Indian Independence Act was passed to partition India

The Indian Independence Act 1947 – and its Provisions

In 1947, the Parliament of the United Kingdom passed an act that partitioned British India into the two new independent dominions on India and Pakistan. This act is called as Indian Independence Act of 1947. 

On 18 July 1947, the act received the assent.
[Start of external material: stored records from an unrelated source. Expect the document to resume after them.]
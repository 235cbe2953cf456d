//! Identifier generation

use rand::Rng;

/// URL-safe alphabet used for order ids
const ID_ALPHABET: &[u8] = b"ABCDEFGHIJKLMNOPQRSTUVWXYZabcdefghijklmnopqrstuvwxyz0123456789_-";

/// Length of generated order ids
pub const ORDER_ID_LEN: usize = 8;

/// Short random token used as order id
pub fn order_id() -> String {
    let mut rng = rand::thread_rng();
    (0..ORDER_ID_LEN)
        .map(|_| ID_ALPHABET[rng.gen_range(0..ID_ALPHABET.len())] as char)
        .collect()
}

/// Payment correlation key: `ref_{orderId}_{millis}`
pub fn external_reference(order_id: &str, now_millis: i64) -> String {
    format!("ref_{}_{}", order_id, now_millis)
}

/// Product id derived from its name: lower-case, whitespace runs become `-`
pub fn slugify(name: &str) -> String {
    name.trim()
        .to_lowercase()
        .split_whitespace()
        .collect::<Vec<_>>()
        .join("-")
}

#[cfg(test)]
mod tests {
    use super::*;

    #[test]
    fn test_order_id_shape() {
        let id = order_id();
        assert_eq!(id.len(), ORDER_ID_LEN);
        assert!(id.bytes().all(|b| ID_ALPHABET.contains(&b)));
        assert_ne!(order_id(), order_id());
    }

    #[test]
    fn test_external_reference_format() {
        assert_eq!(
            external_reference("AbC123xy", 1700000000000),
            "ref_AbC123xy_1700000000000"
        );
    }

    #[test]
    fn test_slugify() {
        assert_eq!(slugify("Hamburguesa Doble"), "hamburguesa-doble");
        assert_eq!(slugify("  Papas   Fritas "), "papas-fritas");
        assert_eq!(slugify("Coca"), "coca");
    }
}
//! Server Implementation
//!
//! HTTP server startup and graceful shutdown

use tokio::net::TcpListener;

use crate::api;
use crate::core::{Config, Result, ServerState};

/// HTTP Server
pub struct Server {
    config: Config,
    state: Option<ServerState>,
}

impl Server {
    pub fn new(config: Config) -> Self {
        Self {
            config,
            state: None,
        }
    }

    /// Create server with existing state
    pub fn with_state(config: Config, state: ServerState) -> Self {
        Self {
            config,
            state: Some(state),
        }
    }

    pub async fn run(&self) -> Result<()> {
        let state = match &self.state {
            Some(s) => s.clone(),
            None => ServerState::initialize(&self.config)?,
        };

        let app = api::create_router(state);

        let addr = format!("{}:{}", self.config.bind_addr, self.config.http_port);
        let listener = TcpListener::bind(&addr).await?;
        tracing::info!(
            addr = %addr,
            environment = %self.config.environment,
            provider = self.config.payments.active_provider(),
            "storefront server listening"
        );

        let shutdown = async {
            let _ = tokio::signal::ctrl_c().await;
            tracing::info!("Shutting down...");
        };

        axum::serve(listener, app)
            .with_graceful_shutdown(shutdown)
            .await?;

        Ok(())
    }
}
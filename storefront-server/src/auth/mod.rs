//! Admin authentication
//!
//! A single configured token (`ADMIN_TOKEN`) guards catalog writes and order
//! administration. See [`middleware::require_admin`].

pub mod middleware;

pub use middleware::{is_admin_route, require_admin};
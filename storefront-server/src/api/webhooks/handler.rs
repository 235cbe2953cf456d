//! Webhook Handlers

use axum::{Json, body::Bytes, extract::State};
use serde::Serialize;
use serde_json::Value;

use crate::core::ServerState;
use crate::orders::{OrderError, PaymentTarget};
use crate::payments::{PaymentGateway, PaymentProvider};
use crate::utils::{AppError, AppResult, run_blocking};
use shared::models::{OrderState, PaymentStatus};

#[derive(Debug, Serialize)]
#[serde(untagged)]
pub enum WebhookResponse {
    Processed {
        ok: bool,
        order_id: String,
        payment_status: PaymentStatus,
        order_state: OrderState,
    },
    Ignored {
        ok: bool,
        message: &'static str,
    },
}

/// POST /webhooks/mercadopago
pub async fn mercadopago(
    State(state): State<ServerState>,
    body: Bytes,
) -> AppResult<Json<WebhookResponse>> {
    process(&state, &state.payments.preference, &body).await
}

/// POST /webhooks/vexor
pub async fn vexor(
    State(state): State<ServerState>,
    body: Bytes,
) -> AppResult<Json<WebhookResponse>> {
    process(&state, &state.payments.session, &body).await
}

/// Empty bodies read as `{}`
fn parse_body(body: &[u8]) -> AppResult<Value> {
    if body.iter().all(u8::is_ascii_whitespace) {
        return Ok(Value::Object(Default::default()));
    }
    serde_json::from_slice(body).map_err(|e| {
        tracing::warn!(target: "webhook", error = %e, "webhook.malformed");
        AppError::invalid_request(format!("JSON inválido: {}", e))
    })
}

async fn process(
    state: &ServerState,
    provider: &PaymentProvider,
    body: &[u8],
) -> AppResult<Json<WebhookResponse>> {
    let payload = parse_body(body)?;
    tracing::info!(target: "webhook", provider = %provider.kind(), body = %payload, "webhook.received");

    let Some(notification) = provider.normalize_callback(&payload).await? else {
        tracing::info!(target: "webhook", body = %payload, "webhook.unhandled");
        return Ok(Json(WebhookResponse::Ignored {
            ok: true,
            message: "webhook received but not processed",
        }));
    };

    let target = PaymentTarget::ByReference(notification.external_reference.clone());
    let orders = state.orders.clone();
    let outcome = run_blocking(move || {
        orders.process_payment_notification(&target, &notification.status, notification.amount)
    })
    .await?
    .map_err(|e| {
        if let OrderError::OrderNotFound(reference) = &e {
            tracing::warn!(target: "webhook", external_reference = %reference, "webhook.order.not_found");
        }
        e
    })?;

    Ok(Json(WebhookResponse::Processed {
        ok: true,
        order_id: outcome.order_id,
        payment_status: outcome.payment_status,
        order_state: outcome.order_state,
    }))
}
Thus, on 15 August 1947, India and Pakistan, including West(modern-day Pakistan) and Eat(modern-day Bangladesh) came into existence.

Background

Attlee’s announcement

Clement Attlee was prime minister of United State who passed Indian Independence Act
Clement Attlee

On 20 February 1947, Clement Attlee, the Prime Minister of the United Kingdom, announced that:

  1. By 30 June 1948, the British Government would grant self-government to British India
  2. After the date of the final transfer is decided, the future of the Princely States would be decided

Future of the Princely States

Attlee wrote to Mountbatten on 18 March 1947: 

“It is, of course, important that the Indian States should adjust their relations with the authorities to whom it is intended to hand over power in British India; but as was explicitly stated by the Cabinet Mission His Majesty’s Government do not intend to hand over their powers and obligations under paramountcy to any successor Government. It is not intended to bring paramountcy as a system to a conclusion earlier than the date of the final transfer of power, but you are authorised, at such time as you think appropriate, to enter into negotiations with individual States for adjusting their relations with the Crown. The princely states would be free from orders and treaties of British Rule in India. They can either join the two dominions or stay separate”

3 June Plan

Mountbatten Plan

On 3 June 1947, the British government offered a plan called Mountbatten Plan or 3 June Plan. It included these principles:

  1. The British Government accepted the principle of the partition of British India
  2. Successor governments would be given dominion status
  3. They can make their own constitutions
  4. The Princely States were given the right to either join Pakistan or India
  5. Provinces can become a seperate nation other than Pakistan or India

Provisions of the Indian Independence Act 1947

The main provisions of the Indian Independence Act were as follows:

  1. The act provided for the end of the British Rule in India on 15 August 1947 and the establishment of two Dominions- India and Pakistan.
  2. Both of them were given the right to withdraw from the British Commonwealth.
  3. The office of the Secretary of State of India was abolished and his functions were transferred to the Secretary of State for Commonwealth Affairs.
  4. Appointment of the Governor-General in each dominions on the advice of the cabinet of the concerned Dominion.
  5. Governor-General and the Governors of the provinces were expected to act on the advice of the ministers in all matters.
  6. The British king was to abandon the title of the Emperor of India.
  7. Appointment of civil service and reservation of seats by the secretary of the state was discontinued.
  8. All the powers were transferred to Constituent Assemblies of the two Dominions.
  9. No Act of the British parliament could be extended to any Dominion unless the respective country adopts it as part of its law.
  10. All the provinces were to be administered in accordance with the provision of the Government of India Act 1935 till a new constitution framed by each dominion.

Read full Act here

Partition

There was violence all over British India. Many Muslims from the Dominion of India fled to Pakistan. Hindu and Sikhs from the Dominion of Pakistan fled to India. Many of these migrating people left their property and possessions to avoid violence and flee to their new country.

Repeal of the Indian Independence Act 1947

The Indian Independence Act was finally repealed in Article 395 of the Constitution of India and in Article 221 of the Constitution of Pakistan of 1956. 

The act still has an effect in the United Kingdom, although some sections of it have been repealed.